ロズワールが魔法だけの男じゃないとなると、闘気をもっと練習しつつ魔導鎧も完成を早めるべきか。

今の俺は強いが列強並かと言われればそうではない。

闘気を使って列強並、魔導鎧も合わせれば不老不死でもない限り殺せない相手もいないだろう。

 

 

五日目

乱魔の発動に成功した。

魔導鎧も詰まっていた部分がベアトリスの助言で少しは進展があるかもしれない。

 

転移魔法の研究に関してはまだまだこれからだ。

とりあえず明日俺の部屋とナツキの部屋を自由に転移できるか試してみることにする。

 

 

「なんせあそこには……!!」

 

日記を書いていた手が止まる。

なんだ、これ。

 

「うっ、おぇ……」

 

気持ち悪い気持ち悪い気持ち悪い気持ち悪い気持ち悪い気持ち悪い気持ち悪い気持ち悪い気持ち悪い気持ち悪い気持ち悪い。

今までに感じたこのとない寒気と苦しみに支配される。

……ロキシーも、同じ苦しみがあったのだろうか。

こんなにも、辛かったのだろうか。

 

「ぐ……くそっ……なにが、どうなって……」

 

瞬間、扉越しから殺意が向かってくる。

泥沼で動きを止め、即座に岩砲弾で吹き飛ばす。

殺しては困る、治癒魔術で体を回復させながらどうして俺を狙ったのかを聞かなければならない。

 

「答えろ、何が目的だ」

 

片手で治癒魔術を使いつつもう片方で岩砲弾で狙い殺す準備をする。

しかし、答えるはずがない。

 

「なぜ俺たちを狙った……青髪メイド」

 

レムだかラムだかニアだかメロだか知らないが、そんな感じの名前だったメイドにただ真っ直ぐな殺意を向ける。

当たりどころが悪かったのか、もうすぐ死ぬだろう相手に尚も殺意を向ける。

 

「……治癒魔術で治る気配がない……はっ、もうダメだな」

 

俺も今度こそ死ぬ。

原因もわからないまま俺は死ぬ。

どこで間違えた。
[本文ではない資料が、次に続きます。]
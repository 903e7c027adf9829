//! Decision parameters
//!
//! A decision parameter is the encoding state at one node of the tree:
//!   id    = bits fixed by ancestors (0 at the root)
//!   depth = number of bits fixed so far (bit_count only at leaves)
//!
//! At depth d the reachable ids form [id, id + 2^(b-d)).
//! Descending into 0 keeps the lower half, 1 sets bit b-d-1.

mod condition;

pub use condition::Condition;

use std::fmt;
use std::ops::Range;
use std::sync::Arc;

use crate::bits::{ChannelAssignment, MAX_BIT_WIDTH};
use crate::{Result, SyncError};

/// Child of an internal node
#[derive(Debug, Clone, Copy, PartialEq, Eq, Hash)]
pub enum Branch {
    /// Next bit is 0 (lower half of the range)
    Zero,

    /// Next bit is 1 (upper half of the range)
    One,
}

impl Branch {
    /// Both branches in canonical enumeration order
    pub const ORDER: [Branch; 2] = [Branch::Zero, Branch::One];

    /// Bit value of the branch
    #[inline]
    pub fn bit(self) -> u8 {
        match self {
            Branch::Zero => 0,
            Branch::One => 1,
        }
    }
}

/// How the id is carried by the host's parameters
#[derive(Debug, Clone, PartialEq, Eq, Hash)]
pub enum Encoding {
    /// Single integer parameter, compared by value (local side)
    Int {
        /// Parameter name
        parameter: Arc<str>,
    },

    /// One boolean parameter per bit, tested directly (networked side)
    BoolGroup {
        /// Parameter names, index j carries bit j
        parameters: Arc<[Arc<str>]>,
    },
}

/// Immutable per-node state carried down the decision tree
#[derive(Debug, Clone, PartialEq, Eq, Hash)]
pub struct DecisionParameter {
    encoding: Encoding,
    bit_count: usize,
    id: u32,
    depth: usize,
}

impl DecisionParameter {
    /// Root parameter backed by a single integer parameter
    pub fn int(parameter: impl Into<Arc<str>>, bit_count: usize) -> Result<Self> {
        Self::root(
            Encoding::Int {
                parameter: parameter.into(),
            },
            bit_count,
        )
    }

    /// Root parameter backed by one boolean parameter per bit
    pub fn bool_group<I, S>(parameters: I, bit_count: usize) -> Result<Self>
    where
        I: IntoIterator<Item = S>,
        S: Into<Arc<str>>,
    {
        let parameters: Arc<[Arc<str>]> = parameters.into_iter().map(Into::into).collect();
        Self::root(Encoding::BoolGroup { parameters }, bit_count)
    }

    /// Root parameter for an arbitrary encoding
    pub fn root(encoding: Encoding, bit_count: usize) -> Result<Self> {
        if bit_count == 0 {
            return Err(SyncError::invalid_argument("bit count must be > 0"));
        }
        if bit_count > MAX_BIT_WIDTH {
            return Err(SyncError::invalid_argument(format!(
                "bit count {bit_count} exceeds maximum of {MAX_BIT_WIDTH}"
            )));
        }
        if let Encoding::BoolGroup { parameters } = &encoding {
            if parameters.len() != bit_count {
                return Err(SyncError::invalid_argument(format!(
                    "bool group has {} parameters for {} bits",
                    parameters.len(),
                    bit_count
                )));
            }
        }
        Ok(Self {
            encoding,
            bit_count,
            id: 0,
            depth: 0,
        })
    }

    /// Total tree depth
    #[inline]
    pub fn bit_count(&self) -> usize {
        self.bit_count
    }

    /// Id accumulated from the bits fixed so far
    #[inline]
    pub fn id(&self) -> u32 {
        self.id
    }

    /// Number of bits fixed so far
    #[inline]
    pub fn depth(&self) -> usize {
        self.depth
    }

    /// Parameter encoding
    pub fn encoding(&self) -> &Encoding {
        &self.encoding
    }

    /// True once every bit is fixed
    #[inline]
    pub fn is_leaf(&self) -> bool {
        self.depth == self.bit_count
    }

    /// Ids still reachable from this node: [id, id + 2^(b-d))
    pub fn range(&self) -> Range<u32> {
        let span = 1u64 << (self.bit_count - self.depth);
        // bit_count <= 31 keeps the end within u32
        self.id..(u64::from(self.id) + span) as u32
    }

    /// Channel tested at this depth: b - d - 1 (most significant remaining bit)
    pub fn bit_index(&self) -> Result<usize> {
        if self.is_leaf() {
            return Err(SyncError::invalid_state(format!(
                "leaf {} has no remaining bits",
                self.id
            )));
        }
        Ok(self.bit_count - self.depth - 1)
    }

    /// Predicate routing into the 0-branch at this depth
    ///
    /// Int: value below the midpoint of the current range.
    /// Bool group: the tested channel is off.
    pub fn is_zero_branch(&self) -> Result<Condition> {
        let bit_index = self.bit_index()?;
        Ok(match &self.encoding {
            Encoding::Int { parameter } => Condition::IntLessThan {
                parameter: Arc::clone(parameter),
                value: self.id | (1 << bit_index),
            },
            Encoding::BoolGroup { parameters } => Condition::BoolIs {
                parameter: Arc::clone(&parameters[bit_index]),
                channel: bit_index,
                value: false,
            },
        })
    }

    /// Copy of this parameter one level down the given branch
    pub fn descend(&self, branch: Branch) -> Result<Self> {
        let bit_index = self.bit_index()?;
        let mut child = self.clone();
        child.depth += 1;
        if branch == Branch::One {
            child.id |= 1 << bit_index;
        }
        Ok(child)
    }

    /// Both children in canonical order
    pub fn children(&self) -> Result<(Self, Self)> {
        Ok((self.descend(Branch::Zero)?, self.descend(Branch::One)?))
    }

    /// Channels match this id exactly
    pub fn entry_condition(&self) -> Condition {
        match &self.encoding {
            Encoding::Int { parameter } => Condition::IntEquals {
                parameter: Arc::clone(parameter),
                value: self.id,
            },
            Encoding::BoolGroup { parameters } => Condition::All(
                self.flag_terms(parameters, |expected| expected),
            ),
        }
    }

    /// At least one channel differs from this id
    pub fn exit_condition(&self) -> Condition {
        match &self.encoding {
            Encoding::Int { parameter } => Condition::IntNotEquals {
                parameter: Arc::clone(parameter),
                value: self.id,
            },
            Encoding::BoolGroup { parameters } => Condition::Any(
                self.flag_terms(parameters, |expected| !expected),
            ),
        }
    }

    /// Every channel is off (idle)
    pub fn idle_condition(&self) -> Condition {
        match &self.encoding {
            Encoding::Int { parameter } => Condition::IntEquals {
                parameter: Arc::clone(parameter),
                value: 0,
            },
            Encoding::BoolGroup { parameters } => Condition::All(
                Self::constant_terms(parameters, false),
            ),
        }
    }

    /// Some channel is on
    pub fn active_condition(&self) -> Condition {
        match &self.encoding {
            Encoding::Int { parameter } => Condition::IntNotEquals {
                parameter: Arc::clone(parameter),
                value: 0,
            },
            Encoding::BoolGroup { parameters } => Condition::Any(
                Self::constant_terms(parameters, true),
            ),
        }
    }

    /// Flag pattern of the accumulated id, one value per channel
    pub fn bits(&self) -> ChannelAssignment {
        // bit_count and id are range-checked at construction
        ChannelAssignment::encode(self.id, self.bit_count)
    }

    fn flag_terms(
        &self,
        parameters: &[Arc<str>],
        expect: impl Fn(bool) -> bool,
    ) -> Vec<Condition> {
        parameters
            .iter()
            .enumerate()
            .map(|(channel, parameter)| Condition::BoolIs {
                parameter: Arc::clone(parameter),
                channel,
                value: expect(self.id & (1 << channel) != 0),
            })
            .collect()
    }

    fn constant_terms(parameters: &[Arc<str>], value: bool) -> Vec<Condition> {
        parameters
            .iter()
            .enumerate()
            .map(|(channel, parameter)| Condition::BoolIs {
                parameter: Arc::clone(parameter),
                channel,
                value,
            })
            .collect()
    }
}

impl fmt::Display for DecisionParameter {
    fn fmt(&self, f: &mut fmt::Formatter<'_>) -> fmt::Result {
        if self.is_leaf() {
            write!(f, "[{}]", self.id)
        } else {
            let range = self.range();
            write!(f, "[{}, {})@{}", range.start, range.end, self.depth)
        }
    }
}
どこで油断した。

分からない。原因が分からない。

ああそうだ、いつだって俺は分からないままだった。

そうして気が付くのは誰かを失った後だ。

今回は気付かないまま俺が一人死ぬだけだと考えれば少しは楽なものか。

 

そんなことを考えていると、メイドが虚ろな目で呟いた。

 

「……――」

 

俺はその時どんな顔をしたのだろうか。

だが、彼女のそれを理解した。

もしかしてと思っていたことが当たってしまった。

 

つまり、そうか……そういうことなのか。

くそ、こんな時に気付くなんて……。

ヒトガミが言っていたのは……。

 

――やはり、俺は、いつも気が付くのが遅すぎた。

 

そんな後悔ばかりが俺の心を支配していき、意識が途絶えた。

 

 

 

 

数時間後、俺は自分の部屋で目を覚ました。